### Required work:
Filter the records for lines holding the string "validate".

Stored dataset items:
##############################

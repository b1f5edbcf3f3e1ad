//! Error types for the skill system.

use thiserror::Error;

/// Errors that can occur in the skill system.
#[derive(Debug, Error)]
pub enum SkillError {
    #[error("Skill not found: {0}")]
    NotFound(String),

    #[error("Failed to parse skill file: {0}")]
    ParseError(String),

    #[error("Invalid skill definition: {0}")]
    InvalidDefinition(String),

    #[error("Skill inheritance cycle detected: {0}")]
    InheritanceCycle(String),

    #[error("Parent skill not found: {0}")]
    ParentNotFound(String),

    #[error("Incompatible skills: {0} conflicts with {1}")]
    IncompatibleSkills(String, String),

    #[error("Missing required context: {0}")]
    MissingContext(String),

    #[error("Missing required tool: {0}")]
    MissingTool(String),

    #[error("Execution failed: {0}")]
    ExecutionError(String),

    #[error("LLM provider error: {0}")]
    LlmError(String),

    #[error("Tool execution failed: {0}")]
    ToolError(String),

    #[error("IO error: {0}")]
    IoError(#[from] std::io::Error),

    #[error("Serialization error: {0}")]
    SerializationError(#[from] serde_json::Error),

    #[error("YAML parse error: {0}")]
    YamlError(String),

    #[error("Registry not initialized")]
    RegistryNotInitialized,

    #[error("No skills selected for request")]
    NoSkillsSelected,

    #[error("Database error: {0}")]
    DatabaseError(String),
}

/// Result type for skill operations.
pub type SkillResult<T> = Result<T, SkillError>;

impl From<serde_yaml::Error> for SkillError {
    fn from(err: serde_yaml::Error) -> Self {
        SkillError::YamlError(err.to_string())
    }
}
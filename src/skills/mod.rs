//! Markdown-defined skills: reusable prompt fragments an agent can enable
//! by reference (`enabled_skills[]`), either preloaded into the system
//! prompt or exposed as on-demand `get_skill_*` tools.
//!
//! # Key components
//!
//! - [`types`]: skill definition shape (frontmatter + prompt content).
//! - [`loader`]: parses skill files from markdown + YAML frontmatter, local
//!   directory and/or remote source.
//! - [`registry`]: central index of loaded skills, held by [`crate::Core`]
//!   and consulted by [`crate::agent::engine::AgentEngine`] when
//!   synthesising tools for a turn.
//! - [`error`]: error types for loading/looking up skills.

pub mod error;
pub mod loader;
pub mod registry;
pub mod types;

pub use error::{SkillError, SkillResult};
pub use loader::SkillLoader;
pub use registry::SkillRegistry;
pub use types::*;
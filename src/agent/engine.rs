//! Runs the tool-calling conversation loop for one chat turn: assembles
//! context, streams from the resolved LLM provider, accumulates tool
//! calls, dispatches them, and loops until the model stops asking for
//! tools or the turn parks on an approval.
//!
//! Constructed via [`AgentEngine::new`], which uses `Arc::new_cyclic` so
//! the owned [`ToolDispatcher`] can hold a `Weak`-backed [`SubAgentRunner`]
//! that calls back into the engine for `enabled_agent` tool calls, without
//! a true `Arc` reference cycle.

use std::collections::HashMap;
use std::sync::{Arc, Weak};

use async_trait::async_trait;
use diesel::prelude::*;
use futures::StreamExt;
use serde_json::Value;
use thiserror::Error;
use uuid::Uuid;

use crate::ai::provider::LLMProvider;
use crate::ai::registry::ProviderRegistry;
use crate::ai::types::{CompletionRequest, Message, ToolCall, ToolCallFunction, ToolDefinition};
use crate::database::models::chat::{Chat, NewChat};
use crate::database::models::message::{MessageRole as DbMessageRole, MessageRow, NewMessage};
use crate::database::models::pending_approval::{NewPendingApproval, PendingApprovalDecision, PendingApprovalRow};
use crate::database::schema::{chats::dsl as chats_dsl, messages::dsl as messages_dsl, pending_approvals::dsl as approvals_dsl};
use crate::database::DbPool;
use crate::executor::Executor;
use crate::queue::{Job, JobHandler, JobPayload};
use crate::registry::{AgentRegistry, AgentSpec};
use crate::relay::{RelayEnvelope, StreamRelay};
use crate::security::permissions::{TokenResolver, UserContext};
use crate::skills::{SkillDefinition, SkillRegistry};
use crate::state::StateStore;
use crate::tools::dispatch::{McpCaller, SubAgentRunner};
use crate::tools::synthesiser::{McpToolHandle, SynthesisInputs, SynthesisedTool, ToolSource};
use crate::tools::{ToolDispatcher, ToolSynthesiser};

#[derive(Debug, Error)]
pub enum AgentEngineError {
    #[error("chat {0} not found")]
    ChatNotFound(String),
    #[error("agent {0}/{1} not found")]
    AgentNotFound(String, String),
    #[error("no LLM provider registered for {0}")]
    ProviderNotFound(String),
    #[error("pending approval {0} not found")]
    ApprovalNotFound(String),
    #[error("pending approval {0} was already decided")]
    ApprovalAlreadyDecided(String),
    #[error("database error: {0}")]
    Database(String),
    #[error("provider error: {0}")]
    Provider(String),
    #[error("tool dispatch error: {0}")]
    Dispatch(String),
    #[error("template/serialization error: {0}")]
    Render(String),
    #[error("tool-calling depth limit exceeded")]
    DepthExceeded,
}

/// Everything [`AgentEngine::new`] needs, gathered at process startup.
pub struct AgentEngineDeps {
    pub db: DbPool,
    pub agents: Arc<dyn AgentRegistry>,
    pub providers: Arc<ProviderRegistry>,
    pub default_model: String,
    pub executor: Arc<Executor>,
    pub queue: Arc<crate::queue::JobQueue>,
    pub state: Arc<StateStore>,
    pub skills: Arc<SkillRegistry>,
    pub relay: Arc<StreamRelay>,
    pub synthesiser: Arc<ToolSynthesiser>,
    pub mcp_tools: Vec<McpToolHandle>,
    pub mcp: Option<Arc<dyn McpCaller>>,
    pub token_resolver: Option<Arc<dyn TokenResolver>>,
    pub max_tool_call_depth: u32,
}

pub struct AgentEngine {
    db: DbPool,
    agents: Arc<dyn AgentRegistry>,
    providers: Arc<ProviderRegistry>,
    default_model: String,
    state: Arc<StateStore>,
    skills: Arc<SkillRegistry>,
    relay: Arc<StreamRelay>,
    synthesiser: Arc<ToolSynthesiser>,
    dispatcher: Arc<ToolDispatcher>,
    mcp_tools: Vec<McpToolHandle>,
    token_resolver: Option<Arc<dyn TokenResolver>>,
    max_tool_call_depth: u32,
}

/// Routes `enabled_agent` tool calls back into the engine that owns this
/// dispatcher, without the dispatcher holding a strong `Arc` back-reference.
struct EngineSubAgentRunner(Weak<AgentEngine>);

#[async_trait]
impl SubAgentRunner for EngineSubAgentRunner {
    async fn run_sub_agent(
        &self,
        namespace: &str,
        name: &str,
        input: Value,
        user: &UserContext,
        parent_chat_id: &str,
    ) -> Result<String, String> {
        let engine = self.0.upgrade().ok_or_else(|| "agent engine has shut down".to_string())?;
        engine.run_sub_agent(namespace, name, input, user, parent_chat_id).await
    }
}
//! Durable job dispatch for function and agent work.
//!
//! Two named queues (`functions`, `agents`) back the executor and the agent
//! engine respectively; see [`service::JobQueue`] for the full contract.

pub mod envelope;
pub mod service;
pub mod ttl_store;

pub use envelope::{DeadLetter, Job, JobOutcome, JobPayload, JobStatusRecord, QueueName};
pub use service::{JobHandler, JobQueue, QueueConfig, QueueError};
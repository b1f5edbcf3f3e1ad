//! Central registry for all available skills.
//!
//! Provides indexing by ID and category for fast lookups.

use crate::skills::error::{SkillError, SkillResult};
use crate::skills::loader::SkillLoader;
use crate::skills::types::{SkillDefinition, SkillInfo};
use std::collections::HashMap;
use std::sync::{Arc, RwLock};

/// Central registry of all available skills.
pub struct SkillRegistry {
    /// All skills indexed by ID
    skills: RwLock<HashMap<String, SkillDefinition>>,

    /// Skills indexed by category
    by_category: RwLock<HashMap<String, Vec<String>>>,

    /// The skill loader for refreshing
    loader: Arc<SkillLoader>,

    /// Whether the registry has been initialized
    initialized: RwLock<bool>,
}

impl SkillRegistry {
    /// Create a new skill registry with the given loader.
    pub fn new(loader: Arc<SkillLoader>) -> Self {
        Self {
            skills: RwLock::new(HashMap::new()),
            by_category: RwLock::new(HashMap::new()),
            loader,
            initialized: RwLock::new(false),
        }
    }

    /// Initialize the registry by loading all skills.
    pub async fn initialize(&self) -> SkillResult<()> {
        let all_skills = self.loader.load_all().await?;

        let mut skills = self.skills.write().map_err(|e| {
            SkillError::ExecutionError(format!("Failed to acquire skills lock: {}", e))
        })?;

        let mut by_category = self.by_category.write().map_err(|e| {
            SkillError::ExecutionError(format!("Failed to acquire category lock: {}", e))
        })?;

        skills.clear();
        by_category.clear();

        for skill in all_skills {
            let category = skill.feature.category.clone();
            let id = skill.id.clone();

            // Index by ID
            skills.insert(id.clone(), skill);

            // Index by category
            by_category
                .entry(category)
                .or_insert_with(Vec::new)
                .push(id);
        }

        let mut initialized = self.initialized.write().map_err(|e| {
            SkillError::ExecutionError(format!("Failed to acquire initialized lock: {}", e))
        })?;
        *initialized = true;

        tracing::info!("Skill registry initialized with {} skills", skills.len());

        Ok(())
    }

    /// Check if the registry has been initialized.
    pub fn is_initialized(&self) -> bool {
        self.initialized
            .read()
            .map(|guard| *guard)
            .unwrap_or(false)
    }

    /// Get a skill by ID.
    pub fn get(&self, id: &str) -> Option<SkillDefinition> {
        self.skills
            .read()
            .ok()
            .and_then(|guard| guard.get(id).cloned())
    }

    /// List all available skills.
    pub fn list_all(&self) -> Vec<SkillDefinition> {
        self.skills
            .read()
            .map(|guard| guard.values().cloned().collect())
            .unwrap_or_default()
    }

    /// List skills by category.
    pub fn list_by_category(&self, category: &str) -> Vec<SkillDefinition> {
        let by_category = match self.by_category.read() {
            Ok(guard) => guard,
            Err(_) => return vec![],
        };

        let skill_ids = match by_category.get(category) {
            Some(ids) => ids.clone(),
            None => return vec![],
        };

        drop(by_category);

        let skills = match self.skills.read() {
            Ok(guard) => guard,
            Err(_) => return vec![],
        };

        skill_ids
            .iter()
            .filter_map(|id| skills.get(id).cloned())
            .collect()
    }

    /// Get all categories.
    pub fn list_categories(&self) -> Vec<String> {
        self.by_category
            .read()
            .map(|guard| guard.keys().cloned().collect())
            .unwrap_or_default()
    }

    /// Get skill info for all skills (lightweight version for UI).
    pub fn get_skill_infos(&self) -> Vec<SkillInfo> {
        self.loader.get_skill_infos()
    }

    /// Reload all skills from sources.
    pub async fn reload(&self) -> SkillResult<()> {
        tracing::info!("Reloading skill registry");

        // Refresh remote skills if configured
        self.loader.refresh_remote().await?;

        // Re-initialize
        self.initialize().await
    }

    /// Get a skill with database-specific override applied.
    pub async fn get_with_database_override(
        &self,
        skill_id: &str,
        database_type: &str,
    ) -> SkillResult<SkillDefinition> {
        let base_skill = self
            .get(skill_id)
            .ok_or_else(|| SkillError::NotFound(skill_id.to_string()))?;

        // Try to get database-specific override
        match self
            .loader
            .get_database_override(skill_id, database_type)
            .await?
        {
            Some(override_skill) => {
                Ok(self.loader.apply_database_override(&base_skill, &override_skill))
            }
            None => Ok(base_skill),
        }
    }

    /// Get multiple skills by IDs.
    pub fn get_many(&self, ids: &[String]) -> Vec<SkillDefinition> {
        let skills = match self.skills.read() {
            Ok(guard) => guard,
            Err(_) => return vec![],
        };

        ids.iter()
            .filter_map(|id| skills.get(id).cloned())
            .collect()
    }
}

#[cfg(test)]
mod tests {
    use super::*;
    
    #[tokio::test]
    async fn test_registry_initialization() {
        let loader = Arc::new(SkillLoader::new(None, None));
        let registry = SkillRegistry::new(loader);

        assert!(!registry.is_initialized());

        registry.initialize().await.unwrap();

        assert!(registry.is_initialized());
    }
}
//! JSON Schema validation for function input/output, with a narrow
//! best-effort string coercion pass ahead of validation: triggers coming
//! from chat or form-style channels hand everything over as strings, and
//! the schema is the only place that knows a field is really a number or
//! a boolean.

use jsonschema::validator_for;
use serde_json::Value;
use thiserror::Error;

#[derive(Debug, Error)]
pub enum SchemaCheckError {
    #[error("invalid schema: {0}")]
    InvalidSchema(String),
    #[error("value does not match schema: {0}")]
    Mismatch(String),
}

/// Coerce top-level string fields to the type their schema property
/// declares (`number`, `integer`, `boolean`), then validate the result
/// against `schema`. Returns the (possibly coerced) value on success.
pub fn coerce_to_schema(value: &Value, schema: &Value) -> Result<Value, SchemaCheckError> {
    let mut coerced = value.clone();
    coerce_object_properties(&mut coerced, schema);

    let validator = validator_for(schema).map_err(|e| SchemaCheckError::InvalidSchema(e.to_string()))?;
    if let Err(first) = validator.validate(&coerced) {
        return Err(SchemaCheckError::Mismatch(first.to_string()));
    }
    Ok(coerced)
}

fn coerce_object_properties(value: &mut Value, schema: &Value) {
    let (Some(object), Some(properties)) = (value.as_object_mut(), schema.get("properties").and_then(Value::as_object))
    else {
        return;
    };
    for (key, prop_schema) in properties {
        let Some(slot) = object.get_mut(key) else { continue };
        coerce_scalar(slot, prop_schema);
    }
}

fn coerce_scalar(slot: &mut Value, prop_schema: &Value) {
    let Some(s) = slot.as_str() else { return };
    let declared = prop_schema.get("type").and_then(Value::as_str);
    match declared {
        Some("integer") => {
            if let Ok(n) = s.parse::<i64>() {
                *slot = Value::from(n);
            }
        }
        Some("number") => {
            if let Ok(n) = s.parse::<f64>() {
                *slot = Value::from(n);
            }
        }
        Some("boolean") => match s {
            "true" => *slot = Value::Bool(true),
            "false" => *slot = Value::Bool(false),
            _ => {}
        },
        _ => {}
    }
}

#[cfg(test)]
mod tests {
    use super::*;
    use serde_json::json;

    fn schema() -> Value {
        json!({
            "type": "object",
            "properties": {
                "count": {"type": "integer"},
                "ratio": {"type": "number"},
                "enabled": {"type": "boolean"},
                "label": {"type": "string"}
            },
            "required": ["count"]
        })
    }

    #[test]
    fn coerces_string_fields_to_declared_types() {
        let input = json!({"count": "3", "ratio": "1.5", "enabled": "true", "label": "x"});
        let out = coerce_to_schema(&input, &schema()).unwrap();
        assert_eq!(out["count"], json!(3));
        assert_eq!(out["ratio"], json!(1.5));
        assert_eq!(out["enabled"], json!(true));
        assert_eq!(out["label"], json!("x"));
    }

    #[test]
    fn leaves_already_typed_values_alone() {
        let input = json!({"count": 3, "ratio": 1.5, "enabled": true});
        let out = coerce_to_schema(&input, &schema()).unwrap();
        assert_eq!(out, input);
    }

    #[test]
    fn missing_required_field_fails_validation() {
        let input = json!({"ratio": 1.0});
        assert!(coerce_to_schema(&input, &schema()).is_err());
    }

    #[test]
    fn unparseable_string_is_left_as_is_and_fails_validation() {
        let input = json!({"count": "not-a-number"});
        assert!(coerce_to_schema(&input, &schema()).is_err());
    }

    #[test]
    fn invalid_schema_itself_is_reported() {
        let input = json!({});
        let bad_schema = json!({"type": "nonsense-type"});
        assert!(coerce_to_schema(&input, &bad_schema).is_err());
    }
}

##############################

### Task response:
/// declares (`number`, `integer`, `boolean`), then validate the result
    if let Err(first) = validator.validate(&coerced) {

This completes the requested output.